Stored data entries
☆ ☆ ☆ ☆

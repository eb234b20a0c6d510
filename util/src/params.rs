//! Generic parameters functions
//!
//! Parameter files are TOML documents stored in the `params` directory of the
//! software root. Loading is strict with [`load`], or forgiving with
//! [`load_or_default`], which never stops an executable from starting: any
//! failure is logged and the documented defaults are used instead.

// ---------------------------------------------------------------------------
// IMPORTS
// ---------------------------------------------------------------------------

use log::warn;
use serde::de::DeserializeOwned;
use std::fs::read_to_string;
use std::path::PathBuf;
use thiserror::Error;
use toml;

// ---------------------------------------------------------------------------
// ENUMERATIONS
// ---------------------------------------------------------------------------

/// An error that occurs during loading of a parameter file.
#[derive(Debug, Error)]
pub enum LoadError {
    #[error("The software root environment variable ({}) is not set", crate::host::SW_ROOT_ENV_VAR)]
    SwRootNotSet,

    #[error("Cannot load the parmeter file: {0}")]
    FileLoadError(std::io::Error),

    #[error("Cannot read the parameter file: {0}")]
    DeserialiseError(toml::de::Error)
}

// ---------------------------------------------------------------------------
// TRAITS
// ---------------------------------------------------------------------------

/// Parameters which can check their own values.
pub trait Validate {
    /// Replace any out-of-range values with their defaults.
    ///
    /// Returns the names of the fields which were reset.
    fn validate(&mut self) -> Vec<&'static str>;
}

// ---------------------------------------------------------------------------
// PUBLIC FUNCTIONS
// ---------------------------------------------------------------------------

/// Get the full path to a parameter file.
///
/// The file path is relative to the "<sw_root>/params" directory
pub fn param_file_path(param_file_path: &str) -> Result<PathBuf, LoadError> {
    let mut path = crate::host::get_sw_root()
        .map_err(|_| LoadError::SwRootNotSet)?;
    path.push("params");
    path.push(param_file_path);

    Ok(path)
}

/// Load a parameter file
///
/// The file path is relative to the "<sw_root>/params" directory
pub fn load<P>(param_file_path: &str) -> Result<P, LoadError>
where
    P: DeserializeOwned
{
    let path = self::param_file_path(param_file_path)?;

    // Load the file into a string
    let params_str = read_to_string(path)
        .map_err(LoadError::FileLoadError)?;

    from_toml_str(&params_str)
}

/// Parse parameters from a TOML string.
pub fn from_toml_str<P>(params_str: &str) -> Result<P, LoadError>
where
    P: DeserializeOwned
{
    toml::from_str(params_str).map_err(LoadError::DeserialiseError)
}

/// Load a parameter file, falling back to the default parameters on error.
///
/// Invalid values inside an otherwise readable file are reset individually
/// through [`Validate`]. Every fallback is reported with a warning.
pub fn load_or_default<P>(param_file_path: &str) -> P
where
    P: DeserializeOwned + Default + Validate
{
    let params = match load::<P>(param_file_path) {
        Ok(p) => p,
        Err(e) => {
            warn!(
                "Could not load \"{}\" ({}), using default parameters",
                param_file_path, e
            );
            P::default()
        }
    };

    validated(params, param_file_path)
}

/// Validate the given parameters, warning about each field that was reset.
pub fn validated<P>(mut params: P, source: &str) -> P
where
    P: Validate
{
    for field in params.validate() {
        warn!(
            "Parameter \"{}\" in \"{}\" is invalid, reset to its default",
            field, source
        );
    }

    params
}

#[cfg(test)]
mod test {
    use super::*;
    use serde::Deserialize;

    #[derive(Debug, Deserialize, PartialEq)]
    #[serde(default)]
    struct TestParams {
        rate_hz: f64,
        name: String,
    }

    impl Default for TestParams {
        fn default() -> Self {
            Self {
                rate_hz: 30.0,
                name: String::from("default"),
            }
        }
    }

    impl Validate for TestParams {
        fn validate(&mut self) -> Vec<&'static str> {
            let mut reset = vec![];
            if !(self.rate_hz > 0.0) {
                self.rate_hz = Self::default().rate_hz;
                reset.push("rate_hz");
            }
            reset
        }
    }

    #[test]
    fn test_missing_fields_take_defaults() {
        let p: TestParams = from_toml_str("name = \"quad\"").unwrap();
        assert_eq!(p.rate_hz, 30.0);
        assert_eq!(p.name, "quad");
    }

    #[test]
    fn test_bad_toml_is_error() {
        let p: Result<TestParams, _> = from_toml_str("rate_hz = [");
        assert!(matches!(p, Err(LoadError::DeserialiseError(_))));
    }

    #[test]
    fn test_validated_resets_invalid_fields() {
        let p: TestParams = from_toml_str("rate_hz = -4.0").unwrap();
        let p = validated(p, "test.toml");
        assert_eq!(p.rate_hz, 30.0);
    }
}
//! # Security Guard Messages

use serde::{Deserialize, Serialize};

/// Permission issued by the security guard.
///
/// The same message is used by the trajectory generator to tell the guard whether it is safe to
/// hand control over to another source.
#[derive(Serialize, Deserialize, Debug, Clone, Copy, PartialEq, Eq, Default)]
pub struct Permission {
    pub permission: bool,
}

impl From<bool> for Permission {
    fn from(permission: bool) -> Self {
        Self { permission }
    }
}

☆ ☆ ☆ ☆

• **EXERCISE AIM**:
Look through the entries above. Copy out every line holding the word "DeserializeOwned".

• **WRITTEN SOLUTION**:
use serde::de::DeserializeOwned;
    P: DeserializeOwned
    P: DeserializeOwned
    P: DeserializeOwned + Default + Validate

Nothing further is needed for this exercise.